== LISTED RECORDS ==
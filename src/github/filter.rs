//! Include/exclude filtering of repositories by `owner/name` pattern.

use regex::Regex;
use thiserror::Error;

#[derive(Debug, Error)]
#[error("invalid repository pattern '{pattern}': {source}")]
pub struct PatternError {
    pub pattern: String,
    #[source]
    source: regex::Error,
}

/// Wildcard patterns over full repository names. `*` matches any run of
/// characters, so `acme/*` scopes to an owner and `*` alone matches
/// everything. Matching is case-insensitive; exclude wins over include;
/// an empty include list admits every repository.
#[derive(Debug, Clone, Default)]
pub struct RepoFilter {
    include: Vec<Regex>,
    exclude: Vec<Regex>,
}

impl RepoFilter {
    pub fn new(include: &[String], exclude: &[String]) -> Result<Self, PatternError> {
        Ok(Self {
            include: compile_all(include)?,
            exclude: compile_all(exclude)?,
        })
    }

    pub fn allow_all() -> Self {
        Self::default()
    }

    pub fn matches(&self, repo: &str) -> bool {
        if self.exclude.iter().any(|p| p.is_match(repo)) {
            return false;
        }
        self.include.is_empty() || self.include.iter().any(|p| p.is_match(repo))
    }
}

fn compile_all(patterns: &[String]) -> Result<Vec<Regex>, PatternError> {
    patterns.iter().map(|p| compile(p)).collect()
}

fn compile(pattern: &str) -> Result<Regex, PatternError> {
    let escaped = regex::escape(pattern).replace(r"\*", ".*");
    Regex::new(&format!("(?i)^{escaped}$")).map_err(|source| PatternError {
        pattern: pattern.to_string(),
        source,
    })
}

* * *

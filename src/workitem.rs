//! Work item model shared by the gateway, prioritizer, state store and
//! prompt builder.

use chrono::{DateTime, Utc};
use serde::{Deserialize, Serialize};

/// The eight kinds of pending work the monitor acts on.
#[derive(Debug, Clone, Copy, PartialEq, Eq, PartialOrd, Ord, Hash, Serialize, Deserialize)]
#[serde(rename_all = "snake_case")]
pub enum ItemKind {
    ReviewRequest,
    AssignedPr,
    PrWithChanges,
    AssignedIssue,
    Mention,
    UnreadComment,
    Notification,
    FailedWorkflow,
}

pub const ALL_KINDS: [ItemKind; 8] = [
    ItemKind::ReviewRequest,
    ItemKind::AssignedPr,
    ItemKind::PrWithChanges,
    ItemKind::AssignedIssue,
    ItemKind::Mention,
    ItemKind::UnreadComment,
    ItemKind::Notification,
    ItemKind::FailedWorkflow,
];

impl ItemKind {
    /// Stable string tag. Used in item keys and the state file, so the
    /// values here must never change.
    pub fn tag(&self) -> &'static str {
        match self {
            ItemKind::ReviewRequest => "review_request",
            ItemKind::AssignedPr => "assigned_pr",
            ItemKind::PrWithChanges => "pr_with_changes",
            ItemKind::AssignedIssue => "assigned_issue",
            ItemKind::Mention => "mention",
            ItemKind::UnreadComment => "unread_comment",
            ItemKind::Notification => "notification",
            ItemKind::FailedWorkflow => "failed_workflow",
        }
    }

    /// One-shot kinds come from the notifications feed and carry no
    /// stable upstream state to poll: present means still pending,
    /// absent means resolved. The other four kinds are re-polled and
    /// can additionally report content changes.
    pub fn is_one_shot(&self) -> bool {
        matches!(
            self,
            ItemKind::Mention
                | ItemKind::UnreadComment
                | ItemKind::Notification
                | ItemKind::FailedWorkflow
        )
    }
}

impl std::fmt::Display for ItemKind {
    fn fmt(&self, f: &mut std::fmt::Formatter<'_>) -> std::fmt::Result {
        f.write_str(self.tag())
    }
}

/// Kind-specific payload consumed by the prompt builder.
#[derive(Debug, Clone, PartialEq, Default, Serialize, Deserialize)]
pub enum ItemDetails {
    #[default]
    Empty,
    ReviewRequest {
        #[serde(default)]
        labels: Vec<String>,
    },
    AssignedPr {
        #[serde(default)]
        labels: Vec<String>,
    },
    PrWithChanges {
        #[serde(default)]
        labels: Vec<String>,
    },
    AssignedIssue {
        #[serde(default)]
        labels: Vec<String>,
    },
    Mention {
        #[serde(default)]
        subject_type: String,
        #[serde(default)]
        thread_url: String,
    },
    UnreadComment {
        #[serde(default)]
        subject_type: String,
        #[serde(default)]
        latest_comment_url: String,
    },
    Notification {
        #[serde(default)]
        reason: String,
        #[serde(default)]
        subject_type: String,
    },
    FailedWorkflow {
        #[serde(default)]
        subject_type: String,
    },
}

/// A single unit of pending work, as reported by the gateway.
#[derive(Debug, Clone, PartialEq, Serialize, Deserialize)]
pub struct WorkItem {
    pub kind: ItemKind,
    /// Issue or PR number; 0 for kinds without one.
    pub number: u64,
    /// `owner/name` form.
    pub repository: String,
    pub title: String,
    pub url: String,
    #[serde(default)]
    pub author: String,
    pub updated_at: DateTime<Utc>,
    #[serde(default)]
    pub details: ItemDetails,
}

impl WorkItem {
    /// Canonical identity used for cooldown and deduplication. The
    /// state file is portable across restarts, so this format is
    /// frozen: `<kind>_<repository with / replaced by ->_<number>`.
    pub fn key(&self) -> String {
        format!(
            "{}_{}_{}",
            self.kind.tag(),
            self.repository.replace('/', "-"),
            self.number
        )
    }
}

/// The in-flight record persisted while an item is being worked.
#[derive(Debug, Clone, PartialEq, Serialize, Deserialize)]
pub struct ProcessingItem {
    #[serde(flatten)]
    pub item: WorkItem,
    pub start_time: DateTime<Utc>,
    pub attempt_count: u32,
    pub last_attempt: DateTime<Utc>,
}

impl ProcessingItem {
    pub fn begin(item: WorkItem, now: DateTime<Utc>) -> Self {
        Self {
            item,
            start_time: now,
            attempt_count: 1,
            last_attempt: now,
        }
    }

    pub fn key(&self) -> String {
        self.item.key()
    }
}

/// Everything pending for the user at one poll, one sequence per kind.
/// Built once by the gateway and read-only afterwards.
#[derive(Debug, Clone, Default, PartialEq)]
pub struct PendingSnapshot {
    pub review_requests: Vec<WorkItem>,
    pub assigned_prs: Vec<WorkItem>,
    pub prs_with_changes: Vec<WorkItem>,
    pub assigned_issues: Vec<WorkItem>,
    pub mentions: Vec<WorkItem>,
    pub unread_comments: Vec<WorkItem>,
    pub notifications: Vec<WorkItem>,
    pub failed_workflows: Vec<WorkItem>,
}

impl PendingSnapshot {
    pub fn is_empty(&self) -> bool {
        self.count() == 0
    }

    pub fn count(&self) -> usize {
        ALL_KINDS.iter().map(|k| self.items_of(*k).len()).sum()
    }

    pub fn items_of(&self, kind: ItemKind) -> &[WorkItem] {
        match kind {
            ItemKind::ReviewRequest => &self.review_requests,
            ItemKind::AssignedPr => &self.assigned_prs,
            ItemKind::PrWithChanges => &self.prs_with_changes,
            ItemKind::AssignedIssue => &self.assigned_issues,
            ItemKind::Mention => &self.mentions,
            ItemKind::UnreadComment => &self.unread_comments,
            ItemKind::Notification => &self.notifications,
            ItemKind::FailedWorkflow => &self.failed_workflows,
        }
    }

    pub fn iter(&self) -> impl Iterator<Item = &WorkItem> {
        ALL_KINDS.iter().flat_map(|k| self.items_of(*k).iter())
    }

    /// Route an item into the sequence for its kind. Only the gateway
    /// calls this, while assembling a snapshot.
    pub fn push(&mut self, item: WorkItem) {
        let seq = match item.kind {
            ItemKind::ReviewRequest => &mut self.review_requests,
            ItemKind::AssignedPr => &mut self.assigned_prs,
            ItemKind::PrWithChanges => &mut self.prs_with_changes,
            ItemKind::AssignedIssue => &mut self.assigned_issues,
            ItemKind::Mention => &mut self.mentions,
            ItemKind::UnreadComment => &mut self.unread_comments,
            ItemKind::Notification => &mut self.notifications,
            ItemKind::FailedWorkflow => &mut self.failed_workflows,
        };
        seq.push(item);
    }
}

---

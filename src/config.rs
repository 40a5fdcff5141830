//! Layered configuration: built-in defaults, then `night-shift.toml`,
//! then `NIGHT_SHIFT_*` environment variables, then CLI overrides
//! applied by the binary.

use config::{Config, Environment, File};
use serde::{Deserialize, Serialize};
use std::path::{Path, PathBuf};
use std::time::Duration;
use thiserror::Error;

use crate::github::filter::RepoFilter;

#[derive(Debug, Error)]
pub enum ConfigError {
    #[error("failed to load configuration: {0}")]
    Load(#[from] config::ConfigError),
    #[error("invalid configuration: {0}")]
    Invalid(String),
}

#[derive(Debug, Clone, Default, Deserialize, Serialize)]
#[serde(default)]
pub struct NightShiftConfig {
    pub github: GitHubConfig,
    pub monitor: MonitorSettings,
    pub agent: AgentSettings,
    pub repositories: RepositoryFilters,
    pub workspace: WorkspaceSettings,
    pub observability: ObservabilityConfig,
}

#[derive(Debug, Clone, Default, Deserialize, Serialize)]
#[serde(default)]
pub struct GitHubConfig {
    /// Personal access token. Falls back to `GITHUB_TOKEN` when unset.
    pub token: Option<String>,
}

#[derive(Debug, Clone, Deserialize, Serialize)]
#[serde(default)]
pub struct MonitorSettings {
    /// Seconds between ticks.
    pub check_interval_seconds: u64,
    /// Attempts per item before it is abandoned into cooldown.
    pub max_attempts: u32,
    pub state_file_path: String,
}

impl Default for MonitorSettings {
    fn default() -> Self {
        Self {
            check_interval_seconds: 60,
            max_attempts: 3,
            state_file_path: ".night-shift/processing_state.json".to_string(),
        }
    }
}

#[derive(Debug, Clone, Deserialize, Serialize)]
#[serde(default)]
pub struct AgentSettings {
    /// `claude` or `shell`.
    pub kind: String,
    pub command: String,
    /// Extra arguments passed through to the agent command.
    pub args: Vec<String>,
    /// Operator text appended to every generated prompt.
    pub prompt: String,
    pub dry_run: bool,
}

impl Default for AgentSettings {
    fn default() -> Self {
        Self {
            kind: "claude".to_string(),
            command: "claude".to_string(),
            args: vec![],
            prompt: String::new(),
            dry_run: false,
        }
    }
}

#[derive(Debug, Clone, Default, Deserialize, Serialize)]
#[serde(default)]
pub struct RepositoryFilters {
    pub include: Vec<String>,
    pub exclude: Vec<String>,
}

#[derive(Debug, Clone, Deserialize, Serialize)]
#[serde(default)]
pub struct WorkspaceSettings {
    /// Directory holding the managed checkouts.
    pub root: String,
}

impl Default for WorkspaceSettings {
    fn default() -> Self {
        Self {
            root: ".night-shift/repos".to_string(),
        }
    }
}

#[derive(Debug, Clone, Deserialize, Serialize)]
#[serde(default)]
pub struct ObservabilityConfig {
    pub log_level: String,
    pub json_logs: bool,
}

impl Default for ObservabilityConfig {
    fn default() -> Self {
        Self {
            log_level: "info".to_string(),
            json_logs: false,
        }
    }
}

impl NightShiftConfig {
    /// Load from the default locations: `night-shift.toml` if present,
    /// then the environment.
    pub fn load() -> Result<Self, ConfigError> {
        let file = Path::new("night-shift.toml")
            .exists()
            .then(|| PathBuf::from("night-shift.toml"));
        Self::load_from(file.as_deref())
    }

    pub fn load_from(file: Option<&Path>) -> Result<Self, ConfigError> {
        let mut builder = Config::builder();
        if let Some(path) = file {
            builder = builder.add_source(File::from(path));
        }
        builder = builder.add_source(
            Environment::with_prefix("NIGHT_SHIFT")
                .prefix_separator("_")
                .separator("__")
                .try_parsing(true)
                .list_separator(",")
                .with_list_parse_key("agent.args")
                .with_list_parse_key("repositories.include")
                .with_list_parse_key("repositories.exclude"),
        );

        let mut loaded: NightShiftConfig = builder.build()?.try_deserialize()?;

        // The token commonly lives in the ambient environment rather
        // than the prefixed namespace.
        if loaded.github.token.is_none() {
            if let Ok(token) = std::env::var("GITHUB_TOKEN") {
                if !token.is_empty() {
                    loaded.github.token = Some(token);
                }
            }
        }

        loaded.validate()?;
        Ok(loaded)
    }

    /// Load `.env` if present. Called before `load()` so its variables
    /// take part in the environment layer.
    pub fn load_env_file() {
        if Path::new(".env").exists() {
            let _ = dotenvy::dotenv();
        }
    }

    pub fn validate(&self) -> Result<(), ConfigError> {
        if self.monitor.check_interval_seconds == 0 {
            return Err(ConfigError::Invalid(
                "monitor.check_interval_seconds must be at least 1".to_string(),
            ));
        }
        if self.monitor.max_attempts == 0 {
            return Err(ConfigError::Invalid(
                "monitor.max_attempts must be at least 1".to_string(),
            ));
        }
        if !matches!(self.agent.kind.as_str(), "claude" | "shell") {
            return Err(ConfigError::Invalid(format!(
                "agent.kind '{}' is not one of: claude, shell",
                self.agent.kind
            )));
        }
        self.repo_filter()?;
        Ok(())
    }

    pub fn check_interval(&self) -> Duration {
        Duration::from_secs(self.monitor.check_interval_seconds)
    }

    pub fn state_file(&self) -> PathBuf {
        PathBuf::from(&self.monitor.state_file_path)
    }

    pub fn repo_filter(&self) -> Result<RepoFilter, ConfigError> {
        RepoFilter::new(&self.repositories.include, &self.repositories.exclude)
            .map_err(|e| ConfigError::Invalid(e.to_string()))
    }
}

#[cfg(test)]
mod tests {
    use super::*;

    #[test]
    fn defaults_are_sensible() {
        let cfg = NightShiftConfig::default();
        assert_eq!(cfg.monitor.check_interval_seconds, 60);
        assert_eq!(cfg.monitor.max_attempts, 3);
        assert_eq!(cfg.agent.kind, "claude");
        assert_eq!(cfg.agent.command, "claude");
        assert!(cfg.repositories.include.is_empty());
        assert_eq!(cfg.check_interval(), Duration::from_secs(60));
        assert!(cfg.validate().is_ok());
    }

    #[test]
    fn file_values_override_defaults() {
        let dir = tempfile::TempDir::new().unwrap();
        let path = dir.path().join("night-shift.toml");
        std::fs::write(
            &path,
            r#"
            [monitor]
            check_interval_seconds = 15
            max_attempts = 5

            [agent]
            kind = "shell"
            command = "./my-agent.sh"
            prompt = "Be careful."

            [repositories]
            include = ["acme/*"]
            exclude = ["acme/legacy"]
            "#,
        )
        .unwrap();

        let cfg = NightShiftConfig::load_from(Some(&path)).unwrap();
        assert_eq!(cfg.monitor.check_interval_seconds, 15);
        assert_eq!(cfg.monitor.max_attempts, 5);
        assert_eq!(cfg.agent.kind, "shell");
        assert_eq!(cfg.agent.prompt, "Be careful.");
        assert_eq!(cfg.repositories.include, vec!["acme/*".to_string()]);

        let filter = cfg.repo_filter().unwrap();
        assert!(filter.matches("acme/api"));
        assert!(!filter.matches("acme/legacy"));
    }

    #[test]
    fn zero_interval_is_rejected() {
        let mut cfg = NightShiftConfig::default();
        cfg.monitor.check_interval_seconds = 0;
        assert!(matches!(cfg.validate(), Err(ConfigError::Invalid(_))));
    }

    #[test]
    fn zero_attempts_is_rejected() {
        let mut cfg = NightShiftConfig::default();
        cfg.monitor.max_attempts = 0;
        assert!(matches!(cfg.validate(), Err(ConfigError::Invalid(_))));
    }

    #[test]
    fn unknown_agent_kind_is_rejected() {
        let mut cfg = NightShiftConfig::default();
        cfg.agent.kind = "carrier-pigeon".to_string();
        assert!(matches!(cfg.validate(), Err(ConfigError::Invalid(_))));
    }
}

== REQUIRED ACTION ==
Copy the lines of the entries above that mention "sequence".

== TASK RESULT ==
/// Everything pending for the user at one poll, one sequence per kind.
    /// Route an item into the sequence for its kind. Only the gateway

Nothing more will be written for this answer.